Oligonucleotide array‐comparative genomic hybridization (CGH) profiles. DNA from cases 2, 5, 11, 12, 14, 17, and cell lines Reh and KOPN41 were used for the oligonucleotide array‐CGH analysis of the 4q21.23, 9p21.3 and 12q21.33 regions. Horizontal and vertical axes, respectively, represent the positions of the oligonucleotide probes and log₂ ratios of the hybridized signals. Locations of genes are presented as solid bars, with the genes contained in the minimum region of loss shown in red.

Figure 6

Effect of enforced expression of TEL and BTG1 on growth of Reh cells. (a) Schematic drawing of the retroviral vectors used (not to scale). (b) Typical FACS profile showing green fluorescent protein (GFP) expression of Reh cells infected with the indicated virus. Note that the GFP‐control essentially displayed constant GFP expression over 28 days, in contrast to TEL‐, INK4a‐, Arf‐ and BTG1‐virus infected cells, where GFP expression decreased with time. (c) Time‐course of GFP expression. % GFP expression relative to that of day 0 is shown.

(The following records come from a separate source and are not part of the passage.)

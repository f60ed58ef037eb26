// In-memory actuators for running a module without hardware
//
// Ideal response: a position setpoint is reached within one tick and a
// velocity setpoint is tracked exactly and integrated over the loop period.
// Handles are cheap clones sharing one state, so a caller can keep a copy to
// observe commands or inject feedback.

use std::sync::{Arc, Mutex, MutexGuard, PoisonError};
use std::time::Duration;

use tracing::debug;

use super::actuator::{
    AbsoluteEncoder, Actuator, ActuatorError, ActuatorInputs, ControlMode, IdleMode, MotorKind,
    PidConfig, Result, RotateActuator,
};

/// Everything a simulated motor controller remembers
#[derive(Debug, Clone, Default)]
pub struct SimMotorState {
    pub inputs: ActuatorInputs,
    pub command: Option<(f64, ControlMode)>,
    pub position_factor: f64,
    pub velocity_factor: f64,
    pub pid: Option<PidConfig>,
    pub idle_mode: Option<IdleMode>,
    pub current_limit: Option<u32>,
    pub wrapping: Option<(f64, f64)>,
    pub encoder_resets: usize,
    pub flash_burns: usize,
    pub stopped: bool,
    /// When set, every configuration call fails with this reason
    pub rejection: Option<String>,
}

/// Simulated closed-loop motor controller
#[derive(Debug, Clone)]
pub struct SimMotor {
    name: String,
    kind: MotorKind,
    period: Duration,
    state: Arc<Mutex<SimMotorState>>,
}

impl SimMotor {
    /// Create a simulated motor stepped once every `period`
    pub fn new(name: impl Into<String>, kind: MotorKind, period: Duration) -> Self {
        Self {
            name: name.into(),
            kind,
            period,
            state: Arc::new(Mutex::new(SimMotorState::default())),
        }
    }

    /// Snapshot of the shared state
    pub fn snapshot(&self) -> SimMotorState {
        self.state().clone()
    }

    /// Overwrite the measured feedback, e.g. to model an external push
    pub fn inject_inputs(&self, inputs: ActuatorInputs) {
        self.state().inputs = inputs;
    }

    /// Make every later configuration call fail, e.g. to model a dead bus
    pub fn reject_configuration(&self, reason: impl Into<String>) {
        self.state().rejection = Some(reason.into());
    }

    fn state(&self) -> MutexGuard<'_, SimMotorState> {
        self.state.lock().unwrap_or_else(PoisonError::into_inner)
    }

    fn configure(&self, apply: impl FnOnce(&mut SimMotorState)) -> Result<()> {
        let mut state = self.state();
        if let Some(reason) = &state.rejection {
            return Err(ActuatorError::Configuration {
                name: self.name.clone(),
                reason: reason.clone(),
            });
        }
        apply(&mut *state);
        Ok(())
    }
}

impl Actuator for SimMotor {
    fn kind(&self) -> MotorKind {
        self.kind
    }

    fn set_position_conversion_factor(&mut self, factor: f64) -> Result<()> {
        self.configure(|state| state.position_factor = factor)
    }

    fn set_velocity_conversion_factor(&mut self, factor: f64) -> Result<()> {
        self.configure(|state| state.velocity_factor = factor)
    }

    fn initialize_pid(&mut self, config: &PidConfig) -> Result<()> {
        self.configure(|state| state.pid = Some(*config))
    }

    fn set_idle_mode(&mut self, mode: IdleMode) -> Result<()> {
        debug!("{}: idle mode {:?}", self.name, mode);
        self.configure(|state| state.idle_mode = Some(mode))
    }

    fn set_current_limit(&mut self, limit: u32) -> Result<()> {
        self.configure(|state| state.current_limit = Some(limit))
    }

    fn burn_flash(&mut self) -> Result<()> {
        self.configure(|state| state.flash_burns += 1)
    }

    fn periodic(&mut self) {
        let dt = self.period.as_secs_f64();
        let mut state = self.state();
        let command = if state.stopped { None } else { state.command };
        match command {
            Some((velocity, ControlMode::Velocity)) => {
                state.inputs.encoder_velocity = velocity;
                state.inputs.encoder_position += velocity * dt;
            }
            Some((position, ControlMode::Position)) => {
                let delta = position - state.inputs.encoder_position;
                state.inputs.encoder_velocity = if dt > 0.0 { delta / dt } else { 0.0 };
                state.inputs.encoder_position = position;
            }
            None => state.inputs.encoder_velocity = 0.0,
        }
    }

    fn inputs(&self) -> ActuatorInputs {
        self.state().inputs
    }

    fn set(&mut self, value: f64, mode: ControlMode) {
        let mut state = self.state();
        state.command = Some((value, mode));
        state.stopped = false;
    }

    fn reset_encoder(&mut self, position: f64) {
        let mut state = self.state();
        state.inputs.encoder_position = position;
        state.encoder_resets += 1;
    }

    fn stop(&mut self) {
        let mut state = self.state();
        state.stopped = true;
        state.command = None;
        state.inputs.encoder_velocity = 0.0;
    }
}

impl RotateActuator for SimMotor {
    fn enable_position_wrapping(&mut self, min: f64, max: f64) -> Result<()> {
        self.configure(|state| state.wrapping = Some((min, max)))
    }
}

/// Simulated absolute encoder
///
/// Either reports a settable reading or tracks the position of the rotate
/// motor it is mounted with.
#[derive(Debug, Clone)]
pub struct SimAbsoluteEncoder {
    reading: Arc<Mutex<f64>>,
    mounted_on: Option<SimMotor>,
    cached: f64,
}

impl SimAbsoluteEncoder {
    pub fn new(position: f64) -> Self {
        Self {
            reading: Arc::new(Mutex::new(position)),
            mounted_on: None,
            cached: position,
        }
    }

    /// Encoder that follows `motor`'s encoder position on every refresh
    pub fn mounted_on(motor: SimMotor) -> Self {
        let position = motor.inputs().encoder_position;
        Self {
            reading: Arc::new(Mutex::new(position)),
            mounted_on: Some(motor),
            cached: position,
        }
    }

    /// Set the value the next `periodic` call will latch
    pub fn set_position(&self, position: f64) {
        *self.reading.lock().unwrap_or_else(PoisonError::into_inner) = position;
    }
}

impl AbsoluteEncoder for SimAbsoluteEncoder {
    fn periodic(&mut self) {
        let mut reading = self.reading.lock().unwrap_or_else(PoisonError::into_inner);
        if let Some(motor) = &self.mounted_on {
            *reading = motor.inputs().encoder_position;
        }
        self.cached = *reading;
    }

    fn absolute_position(&self) -> f64 {
        self.cached
    }
}
impl<D, R, E, C> Drop for SwerveModule<D, R, E, C>
where
    D: Actuator,
    R: RotateActuator,
    E: AbsoluteEncoder,
    C: Clock,
{
    fn drop(&mut self) {
        self.stop();
    }
}

/// Validate the auto-lock time and clamp it to the allowed maximum
fn auto_lock_timeout(seconds: f64) -> Result<Duration, ModuleError> {
    if !seconds.is_finite() || seconds < 0.0 {
        return Err(ModuleError::InvalidAutoLockTime(seconds));
    }
    let max = MAX_AUTO_LOCK_TIME.as_secs_f64();
    if seconds > max {
        warn!("Auto-lock time {}s exceeds {}s, clamping", seconds, max);
    }
    Ok(Duration::from_secs_f64(seconds.min(max)))
}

Typical data of five independent experiments is presented together with the mean and SD of triplicate samples. (d) Inhibited cell division of TEL‐expressing Reh cells. Reh cells were infected with GFP‐only control‐viruses or TEL‐viruses, and immediately stained with PKH26 fluorescent dye. FACS profiles for GFP and PKH‐26 fluorescence of infected cells are shown. Two independent experiments yielded similar results.